_Collected data_:
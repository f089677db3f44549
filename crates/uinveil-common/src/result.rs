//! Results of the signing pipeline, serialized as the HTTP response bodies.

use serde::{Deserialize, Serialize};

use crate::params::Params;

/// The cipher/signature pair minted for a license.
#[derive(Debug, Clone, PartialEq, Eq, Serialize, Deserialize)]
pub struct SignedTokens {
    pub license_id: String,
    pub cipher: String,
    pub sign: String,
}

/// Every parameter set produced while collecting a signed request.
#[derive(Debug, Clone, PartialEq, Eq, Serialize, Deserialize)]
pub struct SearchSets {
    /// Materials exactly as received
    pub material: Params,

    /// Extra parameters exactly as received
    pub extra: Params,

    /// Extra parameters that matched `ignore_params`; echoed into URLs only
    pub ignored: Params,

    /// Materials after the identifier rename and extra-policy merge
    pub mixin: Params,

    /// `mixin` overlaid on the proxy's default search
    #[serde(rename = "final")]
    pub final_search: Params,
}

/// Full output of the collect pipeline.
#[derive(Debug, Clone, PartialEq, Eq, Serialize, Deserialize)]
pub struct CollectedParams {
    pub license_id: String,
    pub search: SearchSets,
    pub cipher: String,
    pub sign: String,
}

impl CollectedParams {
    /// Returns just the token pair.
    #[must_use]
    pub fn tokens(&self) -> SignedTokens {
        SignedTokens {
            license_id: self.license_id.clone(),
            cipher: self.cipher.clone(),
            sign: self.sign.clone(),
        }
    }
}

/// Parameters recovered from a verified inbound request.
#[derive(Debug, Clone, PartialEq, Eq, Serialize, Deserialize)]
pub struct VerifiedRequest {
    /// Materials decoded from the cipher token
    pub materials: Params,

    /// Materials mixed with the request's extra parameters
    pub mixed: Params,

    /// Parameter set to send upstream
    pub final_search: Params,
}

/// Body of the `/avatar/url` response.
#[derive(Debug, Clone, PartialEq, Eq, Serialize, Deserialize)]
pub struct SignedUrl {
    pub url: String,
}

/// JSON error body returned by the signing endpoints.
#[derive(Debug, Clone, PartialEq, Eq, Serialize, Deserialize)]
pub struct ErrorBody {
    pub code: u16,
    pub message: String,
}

* * *

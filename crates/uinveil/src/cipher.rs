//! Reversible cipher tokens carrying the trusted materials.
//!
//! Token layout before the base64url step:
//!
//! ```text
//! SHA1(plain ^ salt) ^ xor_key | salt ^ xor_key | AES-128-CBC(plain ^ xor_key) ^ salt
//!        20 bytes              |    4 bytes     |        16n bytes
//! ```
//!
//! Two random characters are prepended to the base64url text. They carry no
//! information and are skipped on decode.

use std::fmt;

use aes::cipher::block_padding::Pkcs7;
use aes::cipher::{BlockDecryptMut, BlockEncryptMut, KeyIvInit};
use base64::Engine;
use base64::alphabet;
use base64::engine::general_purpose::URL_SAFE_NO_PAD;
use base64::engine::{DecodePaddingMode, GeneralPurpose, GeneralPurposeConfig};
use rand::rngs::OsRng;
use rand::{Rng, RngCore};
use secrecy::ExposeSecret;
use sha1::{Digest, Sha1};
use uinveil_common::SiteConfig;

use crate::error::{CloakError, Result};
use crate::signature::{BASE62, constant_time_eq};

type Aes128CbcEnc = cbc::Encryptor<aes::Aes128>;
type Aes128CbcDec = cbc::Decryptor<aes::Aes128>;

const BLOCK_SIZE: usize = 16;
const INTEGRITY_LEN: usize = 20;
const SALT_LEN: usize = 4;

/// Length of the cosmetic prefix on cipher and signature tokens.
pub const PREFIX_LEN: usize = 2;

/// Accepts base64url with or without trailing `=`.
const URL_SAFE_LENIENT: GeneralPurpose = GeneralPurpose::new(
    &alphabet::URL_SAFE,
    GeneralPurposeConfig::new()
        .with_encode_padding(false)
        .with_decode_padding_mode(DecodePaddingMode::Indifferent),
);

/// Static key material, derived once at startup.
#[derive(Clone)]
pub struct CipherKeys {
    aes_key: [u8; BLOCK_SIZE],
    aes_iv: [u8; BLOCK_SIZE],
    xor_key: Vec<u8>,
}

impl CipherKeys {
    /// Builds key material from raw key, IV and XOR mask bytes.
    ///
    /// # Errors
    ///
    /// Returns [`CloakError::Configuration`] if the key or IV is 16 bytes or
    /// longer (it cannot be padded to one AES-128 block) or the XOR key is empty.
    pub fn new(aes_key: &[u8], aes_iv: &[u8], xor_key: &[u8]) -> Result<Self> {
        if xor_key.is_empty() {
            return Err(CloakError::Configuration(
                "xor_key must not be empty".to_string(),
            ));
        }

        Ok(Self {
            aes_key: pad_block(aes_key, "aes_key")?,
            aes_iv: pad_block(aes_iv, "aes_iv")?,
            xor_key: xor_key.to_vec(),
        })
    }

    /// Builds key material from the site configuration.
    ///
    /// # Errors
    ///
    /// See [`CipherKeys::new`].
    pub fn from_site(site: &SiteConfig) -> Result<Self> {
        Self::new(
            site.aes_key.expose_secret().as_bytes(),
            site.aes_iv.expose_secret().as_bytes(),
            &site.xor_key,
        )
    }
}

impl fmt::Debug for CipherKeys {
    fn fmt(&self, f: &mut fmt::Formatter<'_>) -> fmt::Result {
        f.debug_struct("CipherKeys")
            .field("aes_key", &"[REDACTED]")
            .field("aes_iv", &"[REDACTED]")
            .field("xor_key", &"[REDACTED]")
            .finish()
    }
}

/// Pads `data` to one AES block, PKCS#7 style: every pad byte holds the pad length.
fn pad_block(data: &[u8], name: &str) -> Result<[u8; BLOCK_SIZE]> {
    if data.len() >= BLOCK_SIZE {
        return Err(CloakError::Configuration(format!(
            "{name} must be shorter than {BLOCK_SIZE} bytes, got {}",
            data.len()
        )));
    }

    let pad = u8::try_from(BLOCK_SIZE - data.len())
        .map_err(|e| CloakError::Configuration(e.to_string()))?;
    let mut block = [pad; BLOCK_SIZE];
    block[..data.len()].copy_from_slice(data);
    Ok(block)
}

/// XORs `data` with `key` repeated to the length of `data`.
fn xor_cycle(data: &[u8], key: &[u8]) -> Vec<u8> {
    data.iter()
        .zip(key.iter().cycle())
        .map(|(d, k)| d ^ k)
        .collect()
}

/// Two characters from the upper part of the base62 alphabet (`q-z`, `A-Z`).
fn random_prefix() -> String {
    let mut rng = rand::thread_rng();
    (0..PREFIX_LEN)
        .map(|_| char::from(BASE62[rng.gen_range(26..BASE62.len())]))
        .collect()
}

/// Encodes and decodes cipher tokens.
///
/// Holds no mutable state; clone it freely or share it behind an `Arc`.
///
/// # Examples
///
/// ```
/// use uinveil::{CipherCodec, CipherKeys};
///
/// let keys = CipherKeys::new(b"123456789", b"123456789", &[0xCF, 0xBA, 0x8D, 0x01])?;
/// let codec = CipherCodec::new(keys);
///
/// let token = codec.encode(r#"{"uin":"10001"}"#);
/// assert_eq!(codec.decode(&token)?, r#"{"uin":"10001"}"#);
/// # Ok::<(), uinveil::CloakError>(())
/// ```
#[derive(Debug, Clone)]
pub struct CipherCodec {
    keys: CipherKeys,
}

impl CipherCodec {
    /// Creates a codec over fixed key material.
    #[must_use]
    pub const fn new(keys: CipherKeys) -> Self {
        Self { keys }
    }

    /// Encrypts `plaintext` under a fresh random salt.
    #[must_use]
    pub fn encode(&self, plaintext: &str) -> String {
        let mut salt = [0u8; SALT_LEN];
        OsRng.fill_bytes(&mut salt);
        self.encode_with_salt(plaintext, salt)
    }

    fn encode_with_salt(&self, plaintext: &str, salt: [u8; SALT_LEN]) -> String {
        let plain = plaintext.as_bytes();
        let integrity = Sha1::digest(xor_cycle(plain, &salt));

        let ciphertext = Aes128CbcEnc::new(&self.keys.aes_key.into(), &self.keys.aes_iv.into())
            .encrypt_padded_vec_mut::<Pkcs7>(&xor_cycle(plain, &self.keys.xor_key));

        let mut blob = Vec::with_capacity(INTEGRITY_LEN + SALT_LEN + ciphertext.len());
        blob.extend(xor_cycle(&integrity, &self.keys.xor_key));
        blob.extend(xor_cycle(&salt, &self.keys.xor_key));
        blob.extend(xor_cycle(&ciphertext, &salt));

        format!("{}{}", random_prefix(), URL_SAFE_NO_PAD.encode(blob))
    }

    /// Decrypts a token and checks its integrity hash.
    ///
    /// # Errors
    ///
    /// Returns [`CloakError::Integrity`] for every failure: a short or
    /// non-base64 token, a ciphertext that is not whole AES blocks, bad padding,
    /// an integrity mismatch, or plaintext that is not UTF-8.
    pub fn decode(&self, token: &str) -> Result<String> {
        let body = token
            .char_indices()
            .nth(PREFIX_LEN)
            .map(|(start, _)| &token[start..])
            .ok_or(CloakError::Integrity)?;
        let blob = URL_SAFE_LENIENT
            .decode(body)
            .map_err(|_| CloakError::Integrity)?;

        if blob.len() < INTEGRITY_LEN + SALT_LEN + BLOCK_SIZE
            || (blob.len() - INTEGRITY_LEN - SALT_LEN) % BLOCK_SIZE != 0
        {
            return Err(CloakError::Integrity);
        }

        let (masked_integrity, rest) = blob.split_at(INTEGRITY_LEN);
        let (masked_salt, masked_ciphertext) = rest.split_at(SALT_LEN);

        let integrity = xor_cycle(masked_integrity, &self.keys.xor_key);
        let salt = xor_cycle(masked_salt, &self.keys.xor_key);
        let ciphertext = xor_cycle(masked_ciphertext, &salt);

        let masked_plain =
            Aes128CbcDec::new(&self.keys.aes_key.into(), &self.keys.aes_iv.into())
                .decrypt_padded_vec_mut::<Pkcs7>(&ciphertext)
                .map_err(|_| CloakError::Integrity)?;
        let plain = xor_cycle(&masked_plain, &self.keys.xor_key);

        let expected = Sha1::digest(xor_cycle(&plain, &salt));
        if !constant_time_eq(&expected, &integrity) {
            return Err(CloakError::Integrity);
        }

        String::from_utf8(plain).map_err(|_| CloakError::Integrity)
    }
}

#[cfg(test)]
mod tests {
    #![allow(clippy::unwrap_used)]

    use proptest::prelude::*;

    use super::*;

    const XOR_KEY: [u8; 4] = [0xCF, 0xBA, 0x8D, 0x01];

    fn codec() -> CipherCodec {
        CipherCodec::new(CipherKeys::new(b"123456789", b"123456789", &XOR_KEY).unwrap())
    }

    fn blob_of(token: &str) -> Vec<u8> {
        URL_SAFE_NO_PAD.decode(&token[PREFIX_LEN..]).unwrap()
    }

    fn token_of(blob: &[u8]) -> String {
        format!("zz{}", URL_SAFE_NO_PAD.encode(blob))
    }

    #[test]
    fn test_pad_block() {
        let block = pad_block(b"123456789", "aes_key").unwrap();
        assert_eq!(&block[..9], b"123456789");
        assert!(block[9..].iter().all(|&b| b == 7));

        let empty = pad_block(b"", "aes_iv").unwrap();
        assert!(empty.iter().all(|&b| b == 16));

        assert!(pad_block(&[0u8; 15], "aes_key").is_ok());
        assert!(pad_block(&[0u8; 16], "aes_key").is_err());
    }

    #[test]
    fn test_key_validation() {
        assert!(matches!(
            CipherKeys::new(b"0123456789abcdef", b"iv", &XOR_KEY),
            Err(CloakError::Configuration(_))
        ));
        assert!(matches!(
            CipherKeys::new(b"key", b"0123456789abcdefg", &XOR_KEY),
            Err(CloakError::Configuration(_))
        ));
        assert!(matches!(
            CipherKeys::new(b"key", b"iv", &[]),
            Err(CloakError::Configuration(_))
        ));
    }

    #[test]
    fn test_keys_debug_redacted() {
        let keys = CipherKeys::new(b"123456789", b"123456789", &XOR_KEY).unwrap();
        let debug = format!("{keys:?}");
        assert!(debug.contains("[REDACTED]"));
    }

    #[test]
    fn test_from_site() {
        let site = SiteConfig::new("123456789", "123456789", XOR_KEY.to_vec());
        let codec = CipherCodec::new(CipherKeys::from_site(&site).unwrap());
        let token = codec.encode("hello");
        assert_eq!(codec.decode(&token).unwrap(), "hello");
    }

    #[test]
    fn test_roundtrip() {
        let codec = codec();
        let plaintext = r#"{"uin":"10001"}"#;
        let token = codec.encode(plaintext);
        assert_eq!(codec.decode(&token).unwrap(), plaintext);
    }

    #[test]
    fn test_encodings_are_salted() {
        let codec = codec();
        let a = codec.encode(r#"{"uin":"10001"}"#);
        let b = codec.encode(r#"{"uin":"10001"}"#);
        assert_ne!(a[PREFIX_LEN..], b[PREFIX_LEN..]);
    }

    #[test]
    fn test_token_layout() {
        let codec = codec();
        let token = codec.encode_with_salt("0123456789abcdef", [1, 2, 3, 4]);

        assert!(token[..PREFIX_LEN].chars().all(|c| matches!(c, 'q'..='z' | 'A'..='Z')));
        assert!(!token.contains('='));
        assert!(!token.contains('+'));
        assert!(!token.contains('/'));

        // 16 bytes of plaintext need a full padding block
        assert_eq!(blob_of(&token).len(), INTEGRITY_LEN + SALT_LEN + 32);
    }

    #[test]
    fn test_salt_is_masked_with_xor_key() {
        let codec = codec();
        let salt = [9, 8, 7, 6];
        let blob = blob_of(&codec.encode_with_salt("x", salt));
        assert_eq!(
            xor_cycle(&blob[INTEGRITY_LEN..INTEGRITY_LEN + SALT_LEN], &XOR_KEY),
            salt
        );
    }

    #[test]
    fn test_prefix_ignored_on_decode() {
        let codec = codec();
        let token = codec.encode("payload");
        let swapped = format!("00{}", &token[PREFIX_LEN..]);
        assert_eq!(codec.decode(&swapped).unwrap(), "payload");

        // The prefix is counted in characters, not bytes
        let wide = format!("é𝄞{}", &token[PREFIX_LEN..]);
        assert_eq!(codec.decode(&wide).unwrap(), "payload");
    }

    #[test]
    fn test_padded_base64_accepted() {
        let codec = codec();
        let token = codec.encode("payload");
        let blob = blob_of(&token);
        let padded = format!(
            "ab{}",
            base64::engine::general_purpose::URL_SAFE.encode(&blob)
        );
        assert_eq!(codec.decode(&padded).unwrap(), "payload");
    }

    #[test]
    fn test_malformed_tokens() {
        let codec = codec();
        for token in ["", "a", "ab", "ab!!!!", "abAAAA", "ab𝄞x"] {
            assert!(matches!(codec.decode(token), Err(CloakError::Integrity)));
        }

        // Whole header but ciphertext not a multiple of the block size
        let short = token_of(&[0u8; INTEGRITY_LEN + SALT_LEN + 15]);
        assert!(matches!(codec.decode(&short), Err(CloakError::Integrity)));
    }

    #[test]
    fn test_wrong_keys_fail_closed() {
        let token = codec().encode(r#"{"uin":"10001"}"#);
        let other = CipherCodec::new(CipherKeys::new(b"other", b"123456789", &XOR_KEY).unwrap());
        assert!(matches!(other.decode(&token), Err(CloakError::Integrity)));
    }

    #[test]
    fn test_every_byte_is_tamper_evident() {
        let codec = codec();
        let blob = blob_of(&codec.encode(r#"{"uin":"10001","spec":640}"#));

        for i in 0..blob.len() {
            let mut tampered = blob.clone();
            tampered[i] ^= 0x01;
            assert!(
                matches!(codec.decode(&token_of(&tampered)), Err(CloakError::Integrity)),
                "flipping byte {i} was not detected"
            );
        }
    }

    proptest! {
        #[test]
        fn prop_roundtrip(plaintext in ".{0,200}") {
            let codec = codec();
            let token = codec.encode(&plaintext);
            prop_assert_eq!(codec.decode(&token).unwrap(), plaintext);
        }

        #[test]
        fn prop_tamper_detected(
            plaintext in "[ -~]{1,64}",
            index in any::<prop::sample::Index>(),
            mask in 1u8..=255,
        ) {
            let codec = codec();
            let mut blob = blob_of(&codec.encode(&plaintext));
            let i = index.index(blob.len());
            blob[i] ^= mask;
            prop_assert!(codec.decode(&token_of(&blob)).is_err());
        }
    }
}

* * *

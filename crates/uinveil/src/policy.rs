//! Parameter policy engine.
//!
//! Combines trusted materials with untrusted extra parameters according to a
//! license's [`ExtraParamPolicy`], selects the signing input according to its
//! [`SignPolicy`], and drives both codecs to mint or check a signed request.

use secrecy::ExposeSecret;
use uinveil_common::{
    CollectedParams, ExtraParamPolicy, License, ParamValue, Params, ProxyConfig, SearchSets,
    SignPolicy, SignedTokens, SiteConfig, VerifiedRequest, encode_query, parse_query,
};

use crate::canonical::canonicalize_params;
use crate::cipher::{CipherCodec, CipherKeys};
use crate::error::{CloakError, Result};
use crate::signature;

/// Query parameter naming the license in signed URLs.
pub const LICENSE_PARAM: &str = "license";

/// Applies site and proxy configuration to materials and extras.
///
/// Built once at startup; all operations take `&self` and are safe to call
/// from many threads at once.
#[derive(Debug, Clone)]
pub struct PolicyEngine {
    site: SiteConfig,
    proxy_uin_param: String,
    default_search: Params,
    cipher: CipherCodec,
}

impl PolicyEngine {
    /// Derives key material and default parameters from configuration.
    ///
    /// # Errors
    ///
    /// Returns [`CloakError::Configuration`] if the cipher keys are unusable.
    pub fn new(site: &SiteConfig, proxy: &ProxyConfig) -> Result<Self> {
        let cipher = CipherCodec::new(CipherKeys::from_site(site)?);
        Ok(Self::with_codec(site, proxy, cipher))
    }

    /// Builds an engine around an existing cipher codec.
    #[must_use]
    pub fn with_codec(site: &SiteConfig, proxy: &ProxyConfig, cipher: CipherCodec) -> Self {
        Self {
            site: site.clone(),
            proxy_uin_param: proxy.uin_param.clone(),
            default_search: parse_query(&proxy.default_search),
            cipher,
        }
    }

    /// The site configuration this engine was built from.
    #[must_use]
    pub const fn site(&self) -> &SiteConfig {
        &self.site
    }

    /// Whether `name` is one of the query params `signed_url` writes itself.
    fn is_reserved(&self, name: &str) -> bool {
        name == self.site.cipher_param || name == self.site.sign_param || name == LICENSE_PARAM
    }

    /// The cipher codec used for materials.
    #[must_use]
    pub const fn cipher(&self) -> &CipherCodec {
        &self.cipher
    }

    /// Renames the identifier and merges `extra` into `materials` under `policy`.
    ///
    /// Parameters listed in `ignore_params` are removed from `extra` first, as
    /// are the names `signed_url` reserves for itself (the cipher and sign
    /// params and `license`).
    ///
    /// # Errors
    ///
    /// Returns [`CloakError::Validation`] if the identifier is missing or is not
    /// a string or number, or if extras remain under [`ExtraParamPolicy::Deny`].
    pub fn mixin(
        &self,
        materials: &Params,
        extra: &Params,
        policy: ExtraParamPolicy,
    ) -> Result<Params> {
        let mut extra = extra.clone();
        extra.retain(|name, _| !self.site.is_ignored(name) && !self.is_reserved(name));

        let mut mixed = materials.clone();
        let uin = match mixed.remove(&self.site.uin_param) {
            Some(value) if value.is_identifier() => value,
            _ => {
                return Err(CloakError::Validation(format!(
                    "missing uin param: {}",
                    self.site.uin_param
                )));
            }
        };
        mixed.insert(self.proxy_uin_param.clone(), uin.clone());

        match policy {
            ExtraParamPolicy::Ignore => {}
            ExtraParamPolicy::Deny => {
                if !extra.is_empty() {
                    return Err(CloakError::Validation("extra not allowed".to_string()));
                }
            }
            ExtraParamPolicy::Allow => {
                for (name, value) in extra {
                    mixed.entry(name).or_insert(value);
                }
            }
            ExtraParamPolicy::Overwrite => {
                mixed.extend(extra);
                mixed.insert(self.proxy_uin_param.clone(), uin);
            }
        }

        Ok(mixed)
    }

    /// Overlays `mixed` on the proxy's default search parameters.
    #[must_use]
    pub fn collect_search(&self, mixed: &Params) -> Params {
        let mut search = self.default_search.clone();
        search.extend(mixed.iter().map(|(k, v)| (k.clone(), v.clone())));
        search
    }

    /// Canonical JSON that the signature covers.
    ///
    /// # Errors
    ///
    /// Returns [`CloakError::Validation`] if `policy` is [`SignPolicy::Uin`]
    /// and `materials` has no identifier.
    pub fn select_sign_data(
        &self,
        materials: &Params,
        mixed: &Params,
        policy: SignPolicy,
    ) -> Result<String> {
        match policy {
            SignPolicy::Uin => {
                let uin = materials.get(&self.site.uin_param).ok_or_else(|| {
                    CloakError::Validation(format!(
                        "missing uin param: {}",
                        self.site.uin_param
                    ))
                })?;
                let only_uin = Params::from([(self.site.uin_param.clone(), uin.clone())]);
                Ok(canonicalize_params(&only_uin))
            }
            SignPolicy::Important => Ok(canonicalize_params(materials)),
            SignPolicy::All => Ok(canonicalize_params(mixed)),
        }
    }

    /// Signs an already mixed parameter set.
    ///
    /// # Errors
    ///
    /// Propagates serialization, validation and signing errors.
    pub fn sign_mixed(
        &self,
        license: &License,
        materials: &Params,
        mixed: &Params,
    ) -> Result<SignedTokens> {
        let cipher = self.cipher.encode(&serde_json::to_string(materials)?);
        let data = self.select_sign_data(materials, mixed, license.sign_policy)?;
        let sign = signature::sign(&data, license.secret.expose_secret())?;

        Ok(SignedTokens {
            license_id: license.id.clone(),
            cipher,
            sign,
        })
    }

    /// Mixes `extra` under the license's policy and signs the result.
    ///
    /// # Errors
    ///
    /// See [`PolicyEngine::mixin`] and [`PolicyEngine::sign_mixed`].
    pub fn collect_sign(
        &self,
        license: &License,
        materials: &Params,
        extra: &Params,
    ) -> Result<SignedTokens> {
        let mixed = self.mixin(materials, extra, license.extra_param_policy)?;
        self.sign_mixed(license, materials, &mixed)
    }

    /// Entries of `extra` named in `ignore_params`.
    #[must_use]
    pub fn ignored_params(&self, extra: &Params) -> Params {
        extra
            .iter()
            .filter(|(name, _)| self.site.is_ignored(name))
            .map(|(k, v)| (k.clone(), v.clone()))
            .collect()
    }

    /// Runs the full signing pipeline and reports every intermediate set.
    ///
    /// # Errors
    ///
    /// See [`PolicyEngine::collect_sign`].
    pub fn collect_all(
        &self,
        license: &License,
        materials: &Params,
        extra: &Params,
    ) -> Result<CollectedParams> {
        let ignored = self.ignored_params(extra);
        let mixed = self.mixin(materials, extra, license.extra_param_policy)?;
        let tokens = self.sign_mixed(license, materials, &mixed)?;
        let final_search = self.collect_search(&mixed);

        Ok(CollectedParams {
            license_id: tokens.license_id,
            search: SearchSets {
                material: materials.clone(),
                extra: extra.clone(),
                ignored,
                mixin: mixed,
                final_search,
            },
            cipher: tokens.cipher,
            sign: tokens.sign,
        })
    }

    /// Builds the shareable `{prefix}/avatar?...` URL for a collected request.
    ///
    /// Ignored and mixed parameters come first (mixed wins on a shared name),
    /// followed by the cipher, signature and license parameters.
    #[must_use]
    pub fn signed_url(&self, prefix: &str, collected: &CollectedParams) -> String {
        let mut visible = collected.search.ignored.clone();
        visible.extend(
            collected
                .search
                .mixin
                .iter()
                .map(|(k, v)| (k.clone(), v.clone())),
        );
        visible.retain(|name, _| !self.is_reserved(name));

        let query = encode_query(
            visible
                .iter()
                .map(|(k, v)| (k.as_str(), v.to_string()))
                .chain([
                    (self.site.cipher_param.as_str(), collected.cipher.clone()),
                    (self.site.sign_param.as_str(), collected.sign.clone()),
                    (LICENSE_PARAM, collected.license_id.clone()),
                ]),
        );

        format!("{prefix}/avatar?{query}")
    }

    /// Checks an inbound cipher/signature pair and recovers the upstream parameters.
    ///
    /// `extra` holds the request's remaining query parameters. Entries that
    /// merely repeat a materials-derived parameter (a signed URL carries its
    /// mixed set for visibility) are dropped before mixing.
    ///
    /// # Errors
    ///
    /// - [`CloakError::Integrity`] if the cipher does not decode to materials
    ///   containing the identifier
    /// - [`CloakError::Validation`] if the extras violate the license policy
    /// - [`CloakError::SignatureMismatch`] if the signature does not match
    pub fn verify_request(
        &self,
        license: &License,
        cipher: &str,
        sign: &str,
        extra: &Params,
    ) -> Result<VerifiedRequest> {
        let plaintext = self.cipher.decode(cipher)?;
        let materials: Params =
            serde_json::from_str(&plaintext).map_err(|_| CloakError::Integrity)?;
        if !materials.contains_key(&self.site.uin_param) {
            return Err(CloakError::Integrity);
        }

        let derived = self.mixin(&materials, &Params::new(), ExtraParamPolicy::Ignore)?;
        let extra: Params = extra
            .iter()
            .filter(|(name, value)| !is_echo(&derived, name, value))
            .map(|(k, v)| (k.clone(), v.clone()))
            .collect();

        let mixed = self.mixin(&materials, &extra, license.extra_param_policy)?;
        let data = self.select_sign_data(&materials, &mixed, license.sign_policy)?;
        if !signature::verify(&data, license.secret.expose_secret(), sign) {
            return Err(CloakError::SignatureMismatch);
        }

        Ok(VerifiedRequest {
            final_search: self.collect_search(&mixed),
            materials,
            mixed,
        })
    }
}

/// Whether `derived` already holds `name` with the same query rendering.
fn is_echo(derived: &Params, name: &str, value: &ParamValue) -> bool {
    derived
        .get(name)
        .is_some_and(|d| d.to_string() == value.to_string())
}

_Prompt_: Where a line of the records above holds the word "according", copy that line.

_Answer section_:
//! Combines trusted materials with untrusted extra parameters according to a
//! license's [`ExtraParamPolicy`], selects the signing input according to its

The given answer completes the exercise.